//! Post Generation — orchestrates the few-shot pipeline.
//!
//! Flow: validate request → select examples → build prompt →
//!       single LLM completion → trim → return.
//!
//! One best-effort call per request. No retries, no streaming and no quality
//! gating; failures surface to the caller as `GenerationError`.

use std::sync::Arc;

use serde::{Deserialize, Serialize};
use thiserror::Error;
use tracing::{info, warn};
use uuid::Uuid;

use crate::dataset::{Language, LengthBucket, Post};
use crate::few_shot::{FewShotPosts, MatchLevel};
use crate::generation::prompts::{
    ENGLISH_INSTRUCTION, EXAMPLES_INTRO, GENERATION_HEADER, HINGLISH_INSTRUCTION,
    NO_EXAMPLES_NOTE,
};
use crate::llm_client::prompts::NO_PREAMBLE_INSTRUCTION;
use crate::llm_client::{CompletionClient, LlmError};

/// Maximum number of example posts embedded in a prompt.
pub const MAX_EXAMPLES: usize = 2;
/// Maximum accepted tag length, in characters.
pub const MAX_TAG_CHARS: usize = 100;

#[derive(Debug, Error)]
pub enum GenerationError {
    #[error("invalid request: {0}")]
    InvalidRequest(String),

    #[error("LLM call failed: {0}")]
    Llm(#[from] LlmError),

    #[error("LLM returned an empty post")]
    EmptyCompletion,
}

// ────────────────────────────────────────────────────────────────────────────
// Data models
// ────────────────────────────────────────────────────────────────────────────

/// What to generate.
#[derive(Debug, Clone, PartialEq, Serialize, Deserialize)]
pub struct PostRequest {
    #[serde(alias = "length_category")]
    pub length: LengthBucket,
    #[serde(default)]
    pub language: Language,
    pub tag: String,
}

impl PostRequest {
    pub fn new(length: LengthBucket, language: Language, tag: impl Into<String>) -> Self {
        Self {
            length,
            language,
            tag: tag.into(),
        }
    }

    /// Rejects blank or oversized tags. Length and language are already typed.
    pub fn validate(&self) -> Result<(), GenerationError> {
        let tag = self.tag.trim();
        if tag.is_empty() {
            return Err(GenerationError::InvalidRequest(
                "tag cannot be empty".to_string(),
            ));
        }
        if tag.chars().count() > MAX_TAG_CHARS {
            return Err(GenerationError::InvalidRequest(format!(
                "tag cannot exceed {MAX_TAG_CHARS} characters"
            )));
        }
        Ok(())
    }
}

/// A generated post plus the parameters and examples that produced it.
#[derive(Debug, Clone, Serialize)]
pub struct GeneratedPost {
    pub id: Uuid,
    pub text: String,
    pub length: LengthBucket,
    pub language: Language,
    pub tag: String,
    pub example_ids: Vec<String>,
    pub model: String,
}

// ────────────────────────────────────────────────────────────────────────────
// Generator
// ────────────────────────────────────────────────────────────────────────────

/// Holds the dataset handle and the LLM client. Cheap to clone.
#[derive(Clone)]
pub struct PostGenerator {
    posts: Arc<FewShotPosts>,
    llm: Arc<dyn CompletionClient>,
}

impl PostGenerator {
    pub fn new(posts: Arc<FewShotPosts>, llm: Arc<dyn CompletionClient>) -> Self {
        Self { posts, llm }
    }

    pub fn posts(&self) -> &FewShotPosts {
        &self.posts
    }

    pub fn model(&self) -> &str {
        self.llm.model()
    }

    /// Selects up to `MAX_EXAMPLES` posts for the request. Posts in the
    /// requested language come first; selection order is kept otherwise.
    pub fn examples_for(&self, request: &PostRequest) -> Vec<&Post> {
        let selection = self.posts.select(request.length, request.tag.trim());
        if selection.level != MatchLevel::Exact {
            info!(
                "No exact examples for {} / '{}', degraded to {:?}",
                request.length, request.tag, selection.level
            );
        }

        let mut examples = selection.posts;
        examples.sort_by_key(|p| p.language() != request.language);
        examples.truncate(MAX_EXAMPLES);
        examples
    }

    /// Runs the pipeline and returns the generated post.
    pub async fn generate(&self, request: &PostRequest) -> Result<GeneratedPost, GenerationError> {
        request.validate()?;

        let examples = self.examples_for(request);
        let prompt = build_prompt(request, &examples);
        info!(
            "Generating {} {} post on '{}' with {} examples",
            request.length,
            request.language,
            request.tag.trim(),
            examples.len()
        );

        let completion = self.llm.complete(&prompt).await.map_err(|e| {
            warn!("Post generation failed: {e}");
            GenerationError::Llm(e)
        })?;

        let text = completion.trim();
        if text.is_empty() {
            return Err(GenerationError::EmptyCompletion);
        }

        Ok(GeneratedPost {
            id: Uuid::new_v4(),
            text: text.to_string(),
            length: request.length,
            language: request.language,
            tag: request.tag.trim().to_string(),
            example_ids: examples.iter().map(|p| p.id.clone()).collect(),
            model: self.llm.model().to_string(),
        })
    }

    /// Programmatic entry point: parameters in, post text out.
    pub async fn generate_text(
        &self,
        length: LengthBucket,
        language: Language,
        tag: &str,
    ) -> Result<String, GenerationError> {
        let request = PostRequest::new(length, language, tag);
        self.generate(&request).await.map(|post| post.text)
    }
}

/// Assembles the generation prompt: header, numbered instructions, the
/// examples verbatim, then a closing instruction restating length and language.
pub fn build_prompt(request: &PostRequest, examples: &[&Post]) -> String {
    let tag = request.tag.trim();
    let language_instruction = match request.language {
        Language::English => ENGLISH_INSTRUCTION,
        Language::Hinglish => HINGLISH_INSTRUCTION,
    };

    let mut parts = vec![
        format!("{GENERATION_HEADER} {NO_PREAMBLE_INSTRUCTION}"),
        format!("1) Topic: The core subject of the post should be '{tag}'."),
        format!(
            "2) Length: The post should be approximately {}.",
            request.length.instruction()
        ),
        format!("3) Language: {language_instruction}"),
    ];

    if examples.is_empty() {
        parts.push(NO_EXAMPLES_NOTE.to_string());
    } else {
        parts.push(EXAMPLES_INTRO.to_string());
        for (i, post) in examples.iter().enumerate() {
            parts.push(format!("--- Example {} ---\n{}", i + 1, post.text));
        }
    }

    parts.push(format!(
        "Now write one new post about '{tag}'. It must be approximately {} long and written in {}.",
        request.length.instruction(),
        request.language
    ));

    parts.join("\n\n")
}

// ────────────────────────────────────────────────────────────────────────────
// Tests
// ────────────────────────────────────────────────────────────────────────────

#[cfg(test)]
mod tests {
    use super::*;
    use crate::dataset::{Dataset, DatasetInfo};
    use crate::few_shot::tests::{post, sample_posts};
    use crate::llm_client::mock::MockCompletionClient;

    fn generator_with(mock: &Arc<MockCompletionClient>) -> PostGenerator {
        PostGenerator::new(Arc::new(sample_posts()), mock.clone())
    }

    #[test]
    fn test_request_validation() {
        let ok = PostRequest::new(LengthBucket::Short, Language::English, "Career");
        assert!(ok.validate().is_ok());

        let blank = PostRequest::new(LengthBucket::Short, Language::English, "   ");
        assert!(matches!(
            blank.validate(),
            Err(GenerationError::InvalidRequest(_))
        ));

        let long = PostRequest::new(LengthBucket::Short, Language::English, "x".repeat(101));
        assert!(long.validate().is_err());
    }

    #[test]
    fn test_request_accepts_length_category_alias() {
        let request: PostRequest = serde_json::from_value(serde_json::json!({
            "length_category": "Long",
            "language": "Hinglish",
            "tag": "Startup"
        }))
        .unwrap();
        assert_eq!(request.length, LengthBucket::Long);
        assert_eq!(request.language, Language::Hinglish);
    }

    #[test]
    fn test_request_language_defaults_to_english() {
        let request: PostRequest =
            serde_json::from_value(serde_json::json!({"length": "Short", "tag": "Career"}))
                .unwrap();
        assert_eq!(request.language, Language::English);
    }

    #[test]
    fn test_prompt_contains_examples_and_instructions() {
        let a = post("a", 7, &["AI & Tech"]);
        let request = PostRequest::new(LengthBucket::Medium, Language::English, "AI & Tech");
        let prompt = build_prompt(&request, &[&a]);

        assert!(prompt.starts_with(GENERATION_HEADER));
        assert!(prompt.contains("'AI & Tech'"));
        assert!(prompt.contains("6 to 10 lines"));
        assert!(prompt.contains(ENGLISH_INSTRUCTION));
        assert!(prompt.contains(&format!("--- Example 1 ---\n{}", a.text)));
        assert!(prompt.trim_end().ends_with("written in English."));
    }

    #[test]
    fn test_prompt_without_examples_says_so() {
        let request = PostRequest::new(LengthBucket::Long, Language::Hinglish, "Career");
        let prompt = build_prompt(&request, &[]);
        assert!(prompt.contains(NO_EXAMPLES_NOTE));
        assert!(prompt.contains(HINGLISH_INSTRUCTION));
        assert!(!prompt.contains("--- Example"));
    }

    #[test]
    fn test_examples_capped_and_language_preferred() {
        let mut hinglish = post("h1", 8, &["AI & Tech"]);
        hinglish.metadata.language = Some(Language::Hinglish);
        let posts = FewShotPosts::from_dataset(Dataset::new(
            DatasetInfo::default(),
            vec![
                post("e1", 7, &["AI & Tech"]),
                post("e2", 9, &["AI & Tech"]),
                hinglish,
            ],
        ));
        let generator = PostGenerator::new(Arc::new(posts), Arc::new(MockCompletionClient::new()));

        let request = PostRequest::new(LengthBucket::Medium, Language::Hinglish, "AI & Tech");
        let ids: Vec<_> = generator
            .examples_for(&request)
            .iter()
            .map(|p| p.id.clone())
            .collect();
        assert_eq!(ids, vec!["h1", "e1"]);
    }

    #[tokio::test]
    async fn test_generate_sends_matching_example_to_llm() {
        let mock = Arc::new(MockCompletionClient::with_replies(["  A fresh post.\n\n"]));
        let generator = generator_with(&mock);

        let text = generator
            .generate_text(LengthBucket::Medium, Language::English, "AI & Tech")
            .await
            .unwrap();

        assert_eq!(text, "A fresh post.");
        let prompts = mock.prompts();
        assert_eq!(prompts.len(), 1);
        let expected = generator.posts().posts()[2].text.clone(); // m2
        assert!(prompts[0].contains(&expected));
    }

    #[tokio::test]
    async fn test_generate_reports_examples_and_model() {
        let mock = Arc::new(MockCompletionClient::with_replies(["Post body"]));
        let generator = generator_with(&mock);
        let request = PostRequest::new(LengthBucket::Short, Language::English, " Startup ");

        let generated = generator.generate(&request).await.unwrap();

        assert_eq!(generated.tag, "Startup");
        assert_eq!(generated.example_ids, vec!["s2"]);
        assert_eq!(generated.model, "mock-model");
    }

    #[tokio::test]
    async fn test_generate_propagates_llm_failure_without_retry() {
        let mock = Arc::new(MockCompletionClient::failing(429, "rate limited"));
        let generator = generator_with(&mock);

        let err = generator
            .generate_text(LengthBucket::Short, Language::English, "Startup")
            .await
            .unwrap_err();

        assert!(matches!(err, GenerationError::Llm(LlmError::Api { status: 429, .. })));
        assert_eq!(mock.call_count(), 1);
    }

    #[tokio::test]
    async fn test_blank_completion_is_an_error() {
        let mock = Arc::new(MockCompletionClient::with_replies(["   \n"]));
        let generator = generator_with(&mock);
        let err = generator
            .generate_text(LengthBucket::Short, Language::English, "Startup")
            .await
            .unwrap_err();
        assert!(matches!(err, GenerationError::EmptyCompletion));
    }

    #[tokio::test]
    async fn test_invalid_request_never_reaches_llm() {
        let mock = Arc::new(MockCompletionClient::with_replies(["unused"]));
        let generator = generator_with(&mock);
        let request = PostRequest::new(LengthBucket::Short, Language::English, "");
        assert!(generator.generate(&request).await.is_err());
        assert_eq!(mock.call_count(), 0);
    }
}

**Work required**. Give only the count of lines in the listing that contain the string "push".

**Your response**. 4